> [PROBLEM TO SOLVE] Check every line of the data below for the word "enum". Copy the ones that have it.

> [GIVEN RECORDS]

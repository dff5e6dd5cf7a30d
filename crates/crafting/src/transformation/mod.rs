mod compiled;
mod display;

use std::fmt;

use crate::elements::{ItemStack, Zone};
use crate::error::{ConfigurationError, TransformationError};
use crate::state::CraftingState;
use crate::world::World;

pub use compiled::{CompiledTransformation, OwnerOps, ZoneOps, UNBOUNDED};

/// Whose inventory a change applies to.
#[derive(Debug, Clone, PartialEq, Eq, Hash)]
pub enum InventoryOwner {
    Player,
    /// The zone the player stands in when the transformation is evaluated.
    Current,
    /// The zone the transformation moves the player to.
    Destination,
    /// A specific zone, regardless of the player's position.
    Zone(Zone),
}

impl InventoryOwner {
    pub fn from_token(token: &str) -> Result<Self, ConfigurationError> {
        match token {
            "player" => Ok(Self::Player),
            "current_zone" => Ok(Self::Current),
            "destination" => Ok(Self::Destination),
            other => Err(ConfigurationError::MalformedOwner {
                token: other.to_string(),
            }),
        }
    }
}

impl fmt::Display for InventoryOwner {
    fn fmt(&self, f: &mut fmt::Formatter<'_>) -> fmt::Result {
        match self {
            Self::Player => f.write_str("player"),
            Self::Current => f.write_str("current_zone"),
            Self::Destination => f.write_str("destination"),
            Self::Zone(zone) => write!(f, "zone {}", zone.name()),
        }
    }
}

#[derive(Debug, Clone, Copy, PartialEq, Eq, Hash)]
pub enum ChangeKind {
    Add,
    Remove,
    /// Caps the quantity held after the add.
    Max,
}

impl ChangeKind {
    pub const ALL: [ChangeKind; 3] = [ChangeKind::Add, ChangeKind::Remove, ChangeKind::Max];

    pub fn as_str(self) -> &'static str {
        match self {
            Self::Add => "add",
            Self::Remove => "remove",
            Self::Max => "max",
        }
    }
}

/// Ordered add/remove/max stacks of one owner.
#[derive(Debug, Clone, Default, PartialEq, Eq)]
pub struct InventoryChanges {
    add: Vec<ItemStack>,
    remove: Vec<ItemStack>,
    max: Vec<ItemStack>,
}

impl InventoryChanges {
    pub fn stacks(&self, kind: ChangeKind) -> &[ItemStack] {
        match kind {
            ChangeKind::Add => &self.add,
            ChangeKind::Remove => &self.remove,
            ChangeKind::Max => &self.max,
        }
    }

    pub fn is_empty(&self) -> bool {
        self.add.is_empty() && self.remove.is_empty() && self.max.is_empty()
    }

    fn stacks_mut(&mut self, kind: ChangeKind) -> &mut Vec<ItemStack> {
        match kind {
            ChangeKind::Add => &mut self.add,
            ChangeKind::Remove => &mut self.remove,
            ChangeKind::Max => &mut self.max,
        }
    }
}

/// Declarative inventory deltas plus an optional move, compiled against a [`World`]
/// by [`Transformation::build`].
#[derive(Debug, Clone)]
pub struct Transformation {
    name: Option<String>,
    destination: Option<Zone>,
    zones: Option<Vec<Zone>>,
    player: InventoryChanges,
    current: InventoryChanges,
    destination_changes: InventoryChanges,
    zones_changes: Vec<(Zone, InventoryChanges)>,
    compiled: Option<CompiledTransformation>,
}

impl Transformation {
    pub fn builder() -> TransformationBuilder {
        TransformationBuilder::default()
    }

    /// Explicit name, or the rendered form when none was given.
    pub fn name(&self) -> String {
        match &self.name {
            Some(name) => name.clone(),
            None => self.to_string(),
        }
    }

    pub fn explicit_name(&self) -> Option<&str> {
        self.name.as_deref()
    }

    pub fn destination(&self) -> Option<&Zone> {
        self.destination.as_ref()
    }

    /// Zones the transformation may be invoked from; `None` means anywhere.
    pub fn zones(&self) -> Option<&[Zone]> {
        self.zones.as_deref()
    }

    pub fn is_built(&self) -> bool {
        self.compiled.is_some()
    }

    pub fn compiled(&self) -> Option<&CompiledTransformation> {
        self.compiled.as_ref()
    }

    /// Resolves every item and zone against `world` and precomputes the
    /// fixed-size vectors used by [`Self::is_valid`] and [`Self::apply`].
    ///
    /// Building again replaces the compiled form; the declarative changes are kept,
    /// so rebinding to another world is a fresh compile.
    pub fn build(&mut self, world: &World) -> Result<(), ConfigurationError> {
        self.compiled = Some(CompiledTransformation::compile(self, world)?);
        Ok(())
    }

    pub fn is_valid(&self, state: &CraftingState) -> Result<bool, TransformationError> {
        Ok(self.compiled_for(state)?.is_valid(state))
    }

    /// Applies the deltas in place. Does not re-check validity: applying a
    /// transformation for which [`Self::is_valid`] is false leaves the quantities
    /// in an unspecified (possibly negative) state.
    pub fn apply(&self, state: &mut CraftingState) -> Result<(), TransformationError> {
        self.compiled_for(state)?.apply(state);
        Ok(())
    }

    /// Declared stacks of `owner` for `kind`; empty when nothing was declared.
    pub fn get_changes(
        &self,
        owner: &InventoryOwner,
        kind: ChangeKind,
    ) -> Result<&[ItemStack], TransformationError> {
        if self.compiled.is_none() {
            return Err(self.not_built());
        }
        Ok(self
            .changes(owner)
            .map(|changes| changes.stacks(kind))
            .unwrap_or(&[]))
    }

    pub(crate) fn changes(&self, owner: &InventoryOwner) -> Option<&InventoryChanges> {
        let changes = match owner {
            InventoryOwner::Player => &self.player,
            InventoryOwner::Current => &self.current,
            InventoryOwner::Destination => &self.destination_changes,
            InventoryOwner::Zone(zone) => {
                return self
                    .zones_changes
                    .iter()
                    .find(|(candidate, _)| candidate == zone)
                    .map(|(_, changes)| changes)
            }
        };
        (!changes.is_empty()).then_some(changes)
    }

    /// Non-empty changes in owner order: player, current, destination, then
    /// explicit zones in declaration order.
    pub(crate) fn declared_changes(&self) -> Vec<(InventoryOwner, &InventoryChanges)> {
        let mut declared = Vec::new();
        for (owner, changes) in [
            (InventoryOwner::Player, &self.player),
            (InventoryOwner::Current, &self.current),
            (InventoryOwner::Destination, &self.destination_changes),
        ] {
            if !changes.is_empty() {
                declared.push((owner, changes));
            }
        }
        for (zone, changes) in &self.zones_changes {
            declared.push((InventoryOwner::Zone(zone.clone()), changes));
        }
        declared
    }

    fn compiled_for(
        &self,
        state: &CraftingState,
    ) -> Result<&CompiledTransformation, TransformationError> {
        let compiled = self.compiled.as_ref().ok_or_else(|| self.not_built())?;
        let expected = compiled.shape();
        let actual = state.shape();
        if expected != actual {
            return Err(TransformationError::ShapeMismatch {
                state_items: actual.n_items,
                state_zones: actual.n_zones,
                state_zone_items: actual.n_zones_items,
                world_items: expected.n_items,
                world_zones: expected.n_zones,
                world_zone_items: expected.n_zones_items,
            });
        }
        Ok(compiled)
    }

    fn not_built(&self) -> TransformationError {
        TransformationError::NotBuilt { name: self.name() }
    }
}

/// Collects inventory changes and validates them eagerly in [`Self::build`].
#[derive(Debug, Clone, Default)]
pub struct TransformationBuilder {
    name: Option<String>,
    destination: Option<Zone>,
    zones: Option<Vec<Zone>>,
    changes: Vec<(InventoryOwner, ChangeKind, Vec<ItemStack>)>,
}

impl TransformationBuilder {
    pub fn name(mut self, name: impl Into<String>) -> Self {
        self.name = Some(name.into());
        self
    }

    pub fn destination(mut self, zone: Zone) -> Self {
        self.destination = Some(zone);
        self
    }

    pub fn zones(mut self, zones: impl IntoIterator<Item = Zone>) -> Self {
        self.zones
            .get_or_insert_with(Vec::new)
            .extend(zones);
        self
    }

    pub fn add<S: Into<ItemStack>>(
        self,
        owner: InventoryOwner,
        stacks: impl IntoIterator<Item = S>,
    ) -> Self {
        self.change(owner, ChangeKind::Add, stacks)
    }

    pub fn remove<S: Into<ItemStack>>(
        self,
        owner: InventoryOwner,
        stacks: impl IntoIterator<Item = S>,
    ) -> Self {
        self.change(owner, ChangeKind::Remove, stacks)
    }

    pub fn max<S: Into<ItemStack>>(
        self,
        owner: InventoryOwner,
        stacks: impl IntoIterator<Item = S>,
    ) -> Self {
        self.change(owner, ChangeKind::Max, stacks)
    }

    pub fn change<S: Into<ItemStack>>(
        mut self,
        owner: InventoryOwner,
        kind: ChangeKind,
        stacks: impl IntoIterator<Item = S>,
    ) -> Self {
        let stacks = stacks.into_iter().map(Into::into).collect();
        self.changes.push((owner, kind, stacks));
        self
    }

    pub fn build(self) -> Result<Transformation, ConfigurationError> {
        let mut transformation = Transformation {
            name: self.name,
            destination: self.destination,
            zones: self.zones.filter(|zones| !zones.is_empty()),
            player: InventoryChanges::default(),
            current: InventoryChanges::default(),
            destination_changes: InventoryChanges::default(),
            zones_changes: Vec::new(),
            compiled: None,
        };

        for (owner, kind, stacks) in self.changes {
            let target = match &owner {
                InventoryOwner::Player => &mut transformation.player,
                InventoryOwner::Current => &mut transformation.current,
                InventoryOwner::Destination => &mut transformation.destination_changes,
                InventoryOwner::Zone(zone) => {
                    let index = match transformation
                        .zones_changes
                        .iter()
                        .position(|(candidate, _)| candidate == zone)
                    {
                        Some(index) => index,
                        None => {
                            transformation
                                .zones_changes
                                .push((zone.clone(), InventoryChanges::default()));
                            transformation.zones_changes.len() - 1
                        }
                    };
                    &mut transformation.zones_changes[index].1
                }
            };
            let list = target.stacks_mut(kind);
            for stack in stacks {
                if stack.quantity == 0 {
                    return Err(ConfigurationError::ZeroQuantity {
                        item: stack.item.name().to_string(),
                    });
                }
                if list.iter().any(|existing| existing.item == stack.item) {
                    return Err(ConfigurationError::DuplicateStack {
                        item: stack.item.name().to_string(),
                        kind: kind.as_str(),
                        owner: owner.to_string(),
                    });
                }
                list.push(stack);
            }
        }

        Ok(transformation)
    }
}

> [ANSWER TO THIS TASK]
pub enum InventoryOwner {
pub enum ChangeKind {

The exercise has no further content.